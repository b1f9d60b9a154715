//! Bounded external command execution.
//!
//! Every subprocess invocation is wrapped in a timeout so a wedged tool
//! suspends only the finding that invoked it, never the whole session. A
//! timed-out process is killed rather than leaked.

use std::time::Duration;

use anyhow::{Context, Result};
use log::{debug, warn};
use serde_json::{json, Value};
use tokio::runtime::Runtime;

use crate::constants::{MAX_COMMAND_OUTPUT_CHARS, MAX_OUTPUT_LINES};

/// Outcome of one bounded command invocation. Expected failures (missing
/// binary, non-zero exit, timeout) are data, not errors.
#[derive(Debug, Clone)]
pub struct CommandOutput {
    pub command: String,
    pub success: bool,
    pub exit_code: Option<i32>,
    pub stdout: String,
    pub stderr: String,
    pub timed_out: bool,
}

impl CommandOutput {
    /// Stdout split into lines, capped for storage in a finding.
    pub fn stdout_lines(&self) -> Vec<String> {
        self.stdout
            .lines()
            .filter(|l| !l.trim().is_empty())
            .take(MAX_OUTPUT_LINES)
            .map(String::from)
            .collect()
    }

    /// Structured representation for embedding in a finding payload.
    pub fn as_finding(&self) -> Value {
        if self.timed_out {
            return json!({
                "command": self.command,
                "error": "command timed out",
                "timed_out": true,
            });
        }
        json!({
            "command": self.command,
            "exit_code": self.exit_code,
            "output": self.stdout_lines(),
            "stderr": if self.stderr.is_empty() { Value::Null } else { Value::from(self.stderr.clone()) },
        })
    }
}

pub struct CommandRunner {
    runtime: Runtime,
    timeout: Duration,
}

impl CommandRunner {
    pub fn new(timeout: Duration) -> Result<Self> {
        let runtime = tokio::runtime::Builder::new_current_thread()
            .enable_all()
            .build()
            .context("Failed to create command runtime")?;
        Ok(Self { runtime, timeout })
    }

    /// Run a command to completion, bounded by the configured timeout.
    pub fn run(&self, program: &str, args: &[&str]) -> CommandOutput {
        let rendered = if args.is_empty() {
            program.to_string()
        } else {
            format!("{} {}", program, args.join(" "))
        };
        debug!("Running command: {}", rendered);

        let outcome = self.runtime.block_on(async {
            let child = tokio::process::Command::new(program)
                .args(args)
                .kill_on_drop(true)
                .output();
            tokio::time::timeout(self.timeout, child).await
        });

        match outcome {
            Ok(Ok(output)) => CommandOutput {
                command: rendered,
                success: output.status.success(),
                exit_code: output.status.code(),
                stdout: sanitize_output(&String::from_utf8_lossy(&output.stdout)),
                stderr: sanitize_output(&String::from_utf8_lossy(&output.stderr)),
                timed_out: false,
            },
            Ok(Err(e)) => {
                debug!("Command {} failed to start: {}", rendered, e);
                CommandOutput {
                    command: rendered,
                    success: false,
                    exit_code: None,
                    stdout: String::new(),
                    stderr: e.to_string(),
                    timed_out: false,
                }
            }
            Err(_) => {
                // kill_on_drop reaps the child when the future is dropped
                warn!(
                    "Command {} exceeded the {}s timeout and was killed",
                    rendered,
                    self.timeout.as_secs()
                );
                CommandOutput {
                    command: rendered,
                    success: false,
                    exit_code: None,
                    stdout: String::new(),
                    stderr: "command timed out".to_string(),
                    timed_out: true,
                }
            }
        }
    }
}

/// Sanitize command output for JSON storage: strip NUL bytes and truncate.
fn sanitize_output(data: &str) -> String {
    let cleaned: String = data.chars().filter(|c| *c != '\0').collect();
    if cleaned.chars().count() > MAX_COMMAND_OUTPUT_CHARS {
        let truncated: String = cleaned.chars().take(MAX_COMMAND_OUTPUT_CHARS).collect();
        format!("{}\n... (truncated)", truncated)
    } else {
        cleaned
    }
}

#[cfg(test)]
mod tests {
    use super::*;

    fn runner(secs: u64) -> CommandRunner {
        CommandRunner::new(Duration::from_secs(secs)).unwrap()
    }

    #[cfg(unix)]
    #[test]
    fn test_run_captures_stdout() {
        let output = runner(5).run("echo", &["hello"]);
        assert!(output.success);
        assert_eq!(output.exit_code, Some(0));
        assert_eq!(output.stdout.trim(), "hello");
        assert!(!output.timed_out);
    }

    #[cfg(unix)]
    #[test]
    fn test_run_nonzero_exit_is_data() {
        let output = runner(5).run("sh", &["-c", "exit 3"]);
        assert!(!output.success);
        assert_eq!(output.exit_code, Some(3));
        assert!(!output.timed_out);
    }

    #[test]
    fn test_missing_binary_is_data() {
        let output = runner(5).run("definitely-not-a-real-tool-xyz", &[]);
        assert!(!output.success);
        assert!(!output.timed_out);
        assert!(!output.stderr.is_empty());
    }

    #[cfg(unix)]
    #[test]
    fn test_timeout_kills_command() {
        let output = runner(1).run("sleep", &["30"]);
        assert!(output.timed_out);
        assert!(!output.success);
        assert_eq!(output.stderr, "command timed out");
    }

    #[test]
    fn test_sanitize_strips_nul_and_truncates() {
        let dirty = format!("a\0b{}", "x".repeat(MAX_COMMAND_OUTPUT_CHARS));
        let clean = sanitize_output(&dirty);
        assert!(!clean.contains('\0'));
        assert!(clean.ends_with("... (truncated)"));
    }

    #[cfg(unix)]
    #[test]
    fn test_stdout_lines_capped() {
        let script = format!("for i in $(seq 1 {}); do echo line$i; done", MAX_OUTPUT_LINES + 50);
        let output = runner(5).run("sh", &["-c", &script]);
        assert_eq!(output.stdout_lines().len(), MAX_OUTPUT_LINES);
    }

    #[cfg(unix)]
    #[test]
    fn test_as_finding_shapes() {
        let ok = runner(5).run("echo", &["hi"]).as_finding();
        assert_eq!(ok["exit_code"], 0);

        let timed = runner(1).run("sleep", &["30"]).as_finding();
        assert_eq!(timed["timed_out"], true);
    }
}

+ + +

__Your instructions__: Once more, write out all of the entries above exactly.

__Output of the exercise__:
repository b1f9d60b9a154715
//! Bounded external command execution.
//!
//! Every subprocess invocation is wrapped in a timeout so a wedged tool
//! suspends only the finding that invoked it, never the whole session. A
//! timed-out process is killed rather than leaked.

use std::time::Duration;

use anyhow::{Context, Result};
use log::{debug, warn};
use serde_json::{json, Value};
use tokio::runtime::Runtime;

use crate::constants::{MAX_COMMAND_OUTPUT_CHARS, MAX_OUTPUT_LINES};

/// Outcome of one bounded command invocation. Expected failures (missing
/// binary, non-zero exit, timeout) are data, not errors.
#[derive(Debug, Clone)]
pub struct CommandOutput {
    pub command: String,
    pub success: bool,
    pub exit_code: Option<i32>,
    pub stdout: String,
    pub stderr: String,
    pub timed_out: bool,
}

impl CommandOutput {
    /// Stdout split into lines, capped for storage in a finding.
    pub fn stdout_lines(&self) -> Vec<String> {
        self.stdout
            .lines()
            .filter(|l| !l.trim().is_empty())
            .take(MAX_OUTPUT_LINES)
            .map(String::from)
            .collect()
    }

    /// Structured representation for embedding in a finding payload.
    pub fn as_finding(&self) -> Value {
        if self.timed_out {
            return json!({
                "command": self.command,
                "error": "command timed out",
                "timed_out": true,
            });
        }
        json!({
            "command": self.command,
            "exit_code": self.exit_code,
            "output": self.stdout_lines(),
            "stderr": if self.stderr.is_empty() { Value::Null } else { Value::from(self.stderr.clone()) },
        })
    }
}

pub struct CommandRunner {
    runtime: Runtime,
    timeout: Duration,
}

impl CommandRunner {
    pub fn new(timeout: Duration) -> Result<Self> {
        let runtime = tokio::runtime::Builder::new_current_thread()
            .enable_all()
            .build()
            .context("Failed to create command runtime")?;
        Ok(Self { runtime, timeout })
    }

    /// Run a command to completion, bounded by the configured timeout.
    pub fn run(&self, program: &str, args: &[&str]) -> CommandOutput {
        let rendered = if args.is_empty() {
            program.to_string()
        } else {
            format!("{} {}", program, args.join(" "))
        };
        debug!("Running command: {}", rendered);

        let outcome = self.runtime.block_on(async {
            let child = tokio::process::Command::new(program)
                .args(args)
                .kill_on_drop(true)
                .output();
            tokio::time::timeout(self.timeout, child).await
        });

        match outcome {
            Ok(Ok(output)) => CommandOutput {
                command: rendered,
                success: output.status.success(),
                exit_code: output.status.code(),
                stdout: sanitize_output(&String::from_utf8_lossy(&output.stdout)),
                stderr: sanitize_output(&String::from_utf8_lossy(&output.stderr)),
                timed_out: false,
            },
            Ok(Err(e)) => {
                debug!("Command {} failed to start: {}", rendered, e);
                CommandOutput {
                    command: rendered,
                    success: false,
                    exit_code: None,
                    stdout: String::new(),
                    stderr: e.to_string(),
                    timed_out: false,
                }
            }
            Err(_) => {
                // kill_on_drop reaps the child when the future is dropped
                warn!(
                    "Command {} exceeded the {}s timeout and was killed",
                    rendered,
                    self.timeout.as_secs()
                );
                CommandOutput {
                    command: rendered,
                    success: false,
                    exit_code: None,
                    stdout: String::new(),
                    stderr: "command timed out".to_string(),
                    timed_out: true,
                }
            }
        }
    }
}

/// Sanitize command output for JSON storage: strip NUL bytes and truncate.
fn sanitize_output(data: &str) -> String {
    let cleaned: String = data.chars().filter(|c| *c != '\0').collect();
    if cleaned.chars().count() > MAX_COMMAND_OUTPUT_CHARS {
        let truncated: String = cleaned.chars().take(MAX_COMMAND_OUTPUT_CHARS).collect();
        format!("{}\n... (truncated)", truncated)
    } else {
        cleaned
    }
}

#[cfg(test)]
mod tests {
    use super::*;

    fn runner(secs: u64) -> CommandRunner {
        CommandRunner::new(Duration::from_secs(secs)).unwrap()
    }

    #[cfg(unix)]
    #[test]
    fn test_run_captures_stdout() {
        let output = runner(5).run("echo", &["hello"]);
        assert!(output.success);
        assert_eq!(output.exit_code, Some(0));
        assert_eq!(output.stdout.trim(), "hello");
        assert!(!output.timed_out);
    }

    #[cfg(unix)]
    #[test]
    fn test_run_nonzero_exit_is_data() {
        let output = runner(5).run("sh", &["-c", "exit 3"]);
        assert!(!output.success);
        assert_eq!(output.exit_code, Some(3));
        assert!(!output.timed_out);
    }

    #[test]
    fn test_missing_binary_is_data() {
        let output = runner(5).run("definitely-not-a-real-tool-xyz", &[]);
        assert!(!output.success);
        assert!(!output.timed_out);
        assert!(!output.stderr.is_empty());
    }

    #[cfg(unix)]
    #[test]
    fn test_timeout_kills_command() {
        let output = runner(1).run("sleep", &["30"]);
        assert!(output.timed_out);
        assert!(!output.success);
        assert_eq!(output.stderr, "command timed out");
    }

    #[test]
    fn test_sanitize_strips_nul_and_truncates() {
        let dirty = format!("a\0b{}", "x".repeat(MAX_COMMAND_OUTPUT_CHARS));
        let clean = sanitize_output(&dirty);
        assert!(!clean.contains('\0'));
        assert!(clean.ends_with("... (truncated)"));
    }

    #[cfg(unix)]
    #[test]
    fn test_stdout_lines_capped() {
        let script = format!("for i in $(seq 1 {}); do echo line$i; done", MAX_OUTPUT_LINES + 50);
        let output = runner(5).run("sh", &["-c", &script]);
        assert_eq!(output.stdout_lines().len(), MAX_OUTPUT_LINES);
    }

    #[cfg(unix)]
    #[test]
    fn test_as_finding_shapes() {
        let ok = runner(5).run("echo", &["hi"]).as_finding();
        assert_eq!(ok["exit_code"], 0);

        let timed = runner(1).run("sleep", &["30"]).as_finding();
        assert_eq!(timed["timed_out"], true);
    }
}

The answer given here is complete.